STEVE HACKETT - Can Utility And The Coastliners (Live in Brighton 2022)

Among many influences was also Andrés Segovia — a classical guitar master who’s well-known for his arrangement of J.S. Bach’s pieces:

“I’d be thinking about the nylon guitar here right now, but, you see, what I was amazed about was hearing Segovia playing things that in the early days, those things that were recorded with precious little bottom and top — it could have been a keyboard.”

🖤 J.S. BACH, Chaconne (Violin Partita in D minor No. 2 BWV 1004) — Andrés SEGOVIA, 1959 🖤 ~ RARITY!

“They sounded — especially those Bach pieces — [like] keyboard-brain behind stuff that might have been written originally for violin or cello and transcribed for guitar. [It] seemed miraculous to me.”

At the same time, despite being a “keyboard-brain” kind of music, you could still hear some of the classical guitar qualities in there:

“And they do really get the guitar ringing from bottom to top in the hands of a good player on a good night. So that has always informed not just my acoustic playing, but if I want to search for harmonies, it won’t usually be with an electric guitar around my neck.”

Of course, Hackett is playing both nylon-string guitars, as well as the usual electric guitars. Explaining how he chooses what’s best for a given setting, he offered:

“I’ll be playing single line in the main with electric — doing the equivalent of a burn-up on a bike on it — but if I’m looking for harmonies, I’ll be using the nylon guitar.”

“So it’s been a lifelong passion for me, and I suspect for Steve Howe, too — of course, we worked together with GTR briefly in the 1980s.

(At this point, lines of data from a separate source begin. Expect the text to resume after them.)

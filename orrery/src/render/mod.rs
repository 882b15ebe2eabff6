//! Defines the rendering boundary of the engine.
//!
//! The engine never touches pixels: the scene graph walks itself and emits canvas-like
//! primitive calls on a host-provided [`Renderer`]. Exactly one
//! [`begin_frame`](Renderer::begin_frame)..[`end_frame`](Renderer::end_frame) bracket is
//! issued per rendered frame.

use std::fmt::Debug;
use std::fmt::{Display, Formatter};
use std::str::FromStr;

use crate::errors::{Error, Unknown};
use crate::scene::ImageData;

/// Represents a device able to turn scene-graph primitives into pixels.
///
/// The contract mirrors a retained 2D canvas context: per-frame bracketing, stateful alpha and
/// filter settings, fill/text/image primitives, and a save/translate/rotate/restore transform
/// stack used for the rotate-about-center drawing of transformed nodes.
pub trait Renderer: Debug + Send + Sync {
    /// Opens a frame: clears the viewport and, when `clip` is set, constrains all subsequent
    /// drawing to the `width` x `height` rectangle.
    fn begin_frame(&mut self, width: f64, height: f64, clip: bool);
    /// Closes the frame opened by [`Renderer::begin_frame`].
    fn end_frame(&mut self);

    /// Applies an image smoothing hint. Renderers without such a notion may ignore it.
    fn set_rendering_mode(&mut self, _mode: RenderingMode) {}

    /// Sets the global alpha applied to subsequent drawing operations.
    fn set_alpha(&mut self, alpha: f64);
    /// Sets the filter list applied to subsequent drawing operations (empty = none).
    fn set_filters(&mut self, filters: &[Filter]);

    /// Fills a rectangle. A `None` style leaves the renderer current fill style untouched.
    fn fill_rect(&mut self, style: Option<&str>, x: f64, y: f64, width: f64, height: f64);
    /// Fills a line of text at the given baseline position.
    fn fill_text(&mut self, text: &str, font: &Font, style: &str, x: f64, y: f64);
    /// Draws an image at its natural size.
    fn draw_image(&mut self, image: &ImageData, x: f64, y: f64);
    /// Draws an image stretched to the given size.
    fn draw_image_sized(&mut self, image: &ImageData, x: f64, y: f64, width: f64, height: f64);

    /// Pushes the current transform state.
    fn save(&mut self);
    /// Pops the transform state pushed by [`Renderer::save`].
    fn restore(&mut self);
    /// Translates the drawing origin.
    fn translate(&mut self, x: f64, y: f64);
    /// Rotates the drawing plane around the current origin.
    fn rotate(&mut self, radians: f64);
}

/// A structured filter entry attached to an image node. Renderers typically format it as
/// `kind(value unit)`, but the string construction itself is their business, not the core's.
#[cfg_attr(feature = "serde", derive(serde::Serialize, serde::Deserialize))]
#[derive(Clone, Debug, PartialEq)]
pub struct Filter {
    /// The filter function name (e.g. "blur", "hue-rotate").
    pub kind: String,
    /// The current numeric parameter of the filter.
    pub value: f64,
    /// The unit of the numeric parameter.
    pub unit: FilterUnit,
}

/// The unit attached to a [`Filter`] value.
#[cfg_attr(feature = "serde", derive(serde::Serialize, serde::Deserialize))]
#[derive(Clone, Copy, Debug, Default, PartialEq, Eq)]
pub enum FilterUnit {
    /// Unit-less value.
    #[default]
    None,
    /// Pixels.
    Px,
    /// Percents.
    Percent,
    /// Degrees.
    Deg,
}

impl Display for FilterUnit {
    fn fmt(&self, f: &mut Formatter<'_>) -> std::fmt::Result {
        let unit = match self {
            FilterUnit::None => "",
            FilterUnit::Px => "px",
            FilterUnit::Percent => "%",
            FilterUnit::Deg => "deg",
        };
        write!(f, "{}", unit)
    }
}

/// The font used by text nodes.
#[cfg_attr(feature = "serde", derive(serde::Serialize, serde::Deserialize))]
#[derive(Clone, Debug, PartialEq)]
pub struct Font {
    /// Font size, in pixels.
    pub size: f64,
    /// Font family name.
    pub family: String,
}

impl Default for Font {
    fn default() -> Self {
        Self {
            size: 30.0,
            family: String::from("Arial"),
        }
    }
}

impl Display for Font {
    fn fmt(&self, f: &mut Formatter<'_>) -> std::fmt::Result {
        write!(f, "{}px {}", self.size, self.family)
    }
}

/// Image smoothing hint forwarded to the renderer.
///
/// Each mode answers to several aliases (the names various hosts historically used for the
/// same behavior); parsing compares against every alias explicitly.
#[cfg_attr(feature = "serde", derive(serde::Serialize, serde::Deserialize))]
#[derive(Clone, Copy, Debug, Default, PartialEq, Eq)]
pub enum RenderingMode {
    /// Smooth (bicubic/auto) interpolation, favoring quality.
    #[default]
    Smooth,
    /// Crisp (nearest-neighbor/pixelated) interpolation, favoring speed.
    Crisp,
}

impl FromStr for RenderingMode {
    type Err = Error;

    fn from_str(mode: &str) -> Result<Self, Self::Err> {
        match mode {
            "auto" | "bicubic" | "quality" => Ok(RenderingMode::Smooth),
            "crisp" | "pixelated" | "speed" => Ok(RenderingMode::Crisp),
            other => Err(Unknown {
                info: format!("unknown rendering mode '{}'", other),
            }),
        }
    }
}

#[cfg(test)]
mod tests {
    use super::*;

    #[test]
    fn test_filter_unit_display() {
        assert_eq!(FilterUnit::None.to_string(), "");
        assert_eq!(FilterUnit::Px.to_string(), "px");
        assert_eq!(FilterUnit::Percent.to_string(), "%");
        assert_eq!(FilterUnit::Deg.to_string(), "deg");
    }

    #[test]
    fn test_font_display() {
        assert_eq!(Font::default().to_string(), "30px Arial");
        let font = Font {
            size: 12.0,
            family: String::from("monospace"),
        };
        assert_eq!(font.to_string(), "12px monospace");
    }

    #[test]
    fn test_rendering_mode_aliases() {
        for alias in ["auto", "bicubic", "quality"] {
            assert_eq!(alias.parse::<RenderingMode>().unwrap(), RenderingMode::Smooth);
        }
        for alias in ["crisp", "pixelated", "speed"] {
            assert_eq!(alias.parse::<RenderingMode>().unwrap(), RenderingMode::Crisp);
        }
        assert!("fancy".parse::<RenderingMode>().is_err());
    }

    #[cfg(feature = "serde")]
    #[test]
    fn test_filter_serde_roundtrip() {
        let filter = Filter {
            kind: String::from("hue-rotate"),
            value: 180.0,
            unit: FilterUnit::Deg,
        };
        let json = serde_json::to_string(&filter).unwrap();
        let back: Filter = serde_json::from_str(&json).unwrap();
        assert_eq!(back, filter);
    }
}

Robert [Fripp], of course, was coming very much from the left field with jazz ideas, and I think it made for an interesting collection of our respective bands.”

Steve Hackett Nylon Noodles 1

Hackett still praised blues music despite his background gravitating more towards the classical-oriented stuff. After all, the genre is the foundation of all the subgenres and movements within rock music:

“Well, I think you could tell that there was something outside blues going on. There’s nothing wrong with blues — for it’s supposed to be able to convey raw emotion — so I won’t hear a word against blues, no matter what its detractors say.”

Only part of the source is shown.